**Stored items**
__________________________________________________
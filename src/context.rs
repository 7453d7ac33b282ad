//! Shared services built once at startup

use std::sync::Arc;

use tracing::info;

use crate::chat::ChatBot;
use crate::config::Config;
use crate::embeddings::{build_embedder, Embedder};
use crate::faq::{AnswerGenerator, FaqResponder, FaqRetriever};
use crate::integrations::{GroqClient, LanguageModel};
use crate::router::SemanticRouter;
use crate::sql::SqlResponder;
use crate::vector_db::{MemoryIndex, QdrantIndex, VectorIndex};
use crate::Result;

/// Configuration plus the external services every component shares.
#[derive(Clone)]
pub struct AppContext {
    pub config: Config,
    pub llm: Arc<dyn LanguageModel>,
    pub embedder: Arc<dyn Embedder>,
    pub index: Arc<dyn VectorIndex>,
}

impl AppContext {
    /// Groq for generation; Qdrant when `QDRANT_URL` is set, memory otherwise.
    pub fn from_config(config: Config) -> Result<Self> {
        let llm = GroqClient::new(&config.groq_api_key)?.with_base_url(&config.groq_base_url);
        let embedder = build_embedder(&config)?;

        let index: Arc<dyn VectorIndex> = match config.qdrant_url.as_deref() {
            Some(url) => {
                info!(url, "Using Qdrant vector index");
                Arc::new(QdrantIndex::new(url)?)
            }
            None => {
                info!("Using in-memory vector index");
                Arc::new(MemoryIndex::new())
            }
        };

        Ok(Self::with_components(config, Arc::new(llm), embedder, index))
    }

    pub fn with_components(
        config: Config,
        llm: Arc<dyn LanguageModel>,
        embedder: Arc<dyn Embedder>,
        index: Arc<dyn VectorIndex>,
    ) -> Self {
        Self {
            config,
            llm,
            embedder,
            index,
        }
    }

    pub fn faq_retriever(&self) -> FaqRetriever {
        FaqRetriever::new(
            self.embedder.clone(),
            self.index.clone(),
            &self.config.faq_collection,
            &self.config.faq_path,
        )
    }

    pub fn faq_responder(&self) -> FaqResponder {
        FaqResponder::new(
            self.faq_retriever(),
            AnswerGenerator::from_config(self.llm.clone(), &self.config),
            self.config.faq_top_k,
        )
    }

    pub fn sql_responder(&self) -> SqlResponder {
        SqlResponder::from_config(self.llm.clone(), &self.config)
    }

    pub async fn router(&self) -> Result<SemanticRouter> {
        SemanticRouter::from_config(self.embedder.clone(), &self.config).await
    }

    pub async fn build_chatbot(&self) -> Result<ChatBot> {
        Ok(ChatBot::new(
            self.router().await?,
            self.faq_responder(),
            self.sql_responder(),
        ))
    }
}
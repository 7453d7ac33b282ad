//! FAQ answering path
//!
//! - [`load_faq_csv`]: read the `question,answer` corpus
//! - [`FaqRetriever`]: embed, index and search the questions
//! - [`AnswerGenerator`]: ask the language model to answer from context
//! - [`FaqResponder`]: retrieval followed by generation

pub mod answer;
pub mod retriever;

use std::path::Path;

use serde::Deserialize;
use tracing::{info, warn};

use crate::{Error, Result};

pub use answer::{AnswerGenerator, FaqResponder, REFUSAL};
pub use retriever::{build_context, FaqHit, FaqRetriever, IngestOutcome};

/// Metadata key holding the answer next to each indexed question.
pub const ANSWER_KEY: &str = "answer";

#[derive(Debug, Clone, PartialEq, Eq)]
pub struct FaqEntry {
    pub id: String,
    pub question: String,
    pub answer: String,
}

#[derive(Debug, Deserialize)]
struct FaqRow {
    question: Option<String>,
    answer: Option<String>,
}

/// Load FAQ entries from a CSV with `question` and `answer` columns.
///
/// Ids are `id_<row>` counted over every data row, so skipped rows leave gaps.
pub fn load_faq_csv(path: impl AsRef<Path>) -> Result<Vec<FaqEntry>> {
    let path = path.as_ref();
    let mut reader = csv::ReaderBuilder::new()
        .trim(csv::Trim::All)
        .from_path(path)
        .map_err(|e| Error::FaqSourceError(format!("{}: {}", path.display(), e)))?;

    let mut entries = Vec::new();
    for (row, record) in reader.deserialize::<FaqRow>().enumerate() {
        let record = record?;
        let question = record.question.unwrap_or_default();
        if question.is_empty() {
            warn!(row, "Skipping FAQ row with empty question");
            continue;
        }

        entries.push(FaqEntry {
            id: format!("id_{}", row),
            question,
            answer: record.answer.unwrap_or_default(),
        });
    }

    info!(count = entries.len(), path = %path.display(), "Loaded FAQ entries");
    Ok(entries)
}

#[cfg(test)]
mod tests {
    use super::*;
    use std::io::Write;
    use tempfile::NamedTempFile;

    fn csv_file(content: &str) -> NamedTempFile {
        let mut file = NamedTempFile::new().unwrap();
        file.write_all(content.as_bytes()).unwrap();
        file
    }

    #[test]
    fn loads_rows_with_sequential_ids() {
        let file = csv_file(
            "question,answer\n\
             What is the return policy?,Returns within 30 days.\n\
             \"Do you accept cash, too?\",\"Yes, cash on delivery.\"\n",
        );

        let entries = load_faq_csv(file.path()).unwrap();
        assert_eq!(entries.len(), 2);
        assert_eq!(entries[0].id, "id_0");
        assert_eq!(entries[1].id, "id_1");
        assert_eq!(entries[1].question, "Do you accept cash, too?");
        assert_eq!(entries[1].answer, "Yes, cash on delivery.");
    }

    #[test]
    fn trims_fields_and_skips_blank_questions() {
        let file = csv_file(
            "question,answer\n\
             \x20 ,orphan answer\n\
             \x20 How do I track my order?  ,  Use the tracking link.  \n",
        );

        let entries = load_faq_csv(file.path()).unwrap();
        assert_eq!(entries.len(), 1);
        assert_eq!(entries[0].id, "id_1");
        assert_eq!(entries[0].question, "How do I track my order?");
        assert_eq!(entries[0].answer, "Use the tracking link.");
    }

    #[test]
    fn header_only_file_is_empty_corpus() {
        let file = csv_file("question,answer\n");
        assert!(load_faq_csv(file.path()).unwrap().is_empty());
    }

    #[test]
    fn missing_file_is_faq_source_error() {
        let err = load_faq_csv("/nonexistent/faq_data.csv").unwrap_err();
        assert!(matches!(err, Error::FaqSourceError(_)));
        assert!(err.to_string().contains("faq_data.csv"));
    }
}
__________________________________________________
**Task objective**
The lines above from the one with "#[derive(Debug, Deserialize)]" through the one with "pub fn load_faq_csv(path: impl" are to be duplicated exactly, ends included, with nothing added.

**Result of the task**
#[derive(Debug, Deserialize)]
struct FaqRow {
    question: Option<String>,
    answer: Option<String>,
}

/// Load FAQ entries from a CSV with `question` and `answer` columns.
///
/// Ids are `id_<row>` counted over every data row, so skipped rows leave gaps.
pub fn load_faq_csv(path: impl AsRef<Path>) -> Result<Vec<FaqEntry>> {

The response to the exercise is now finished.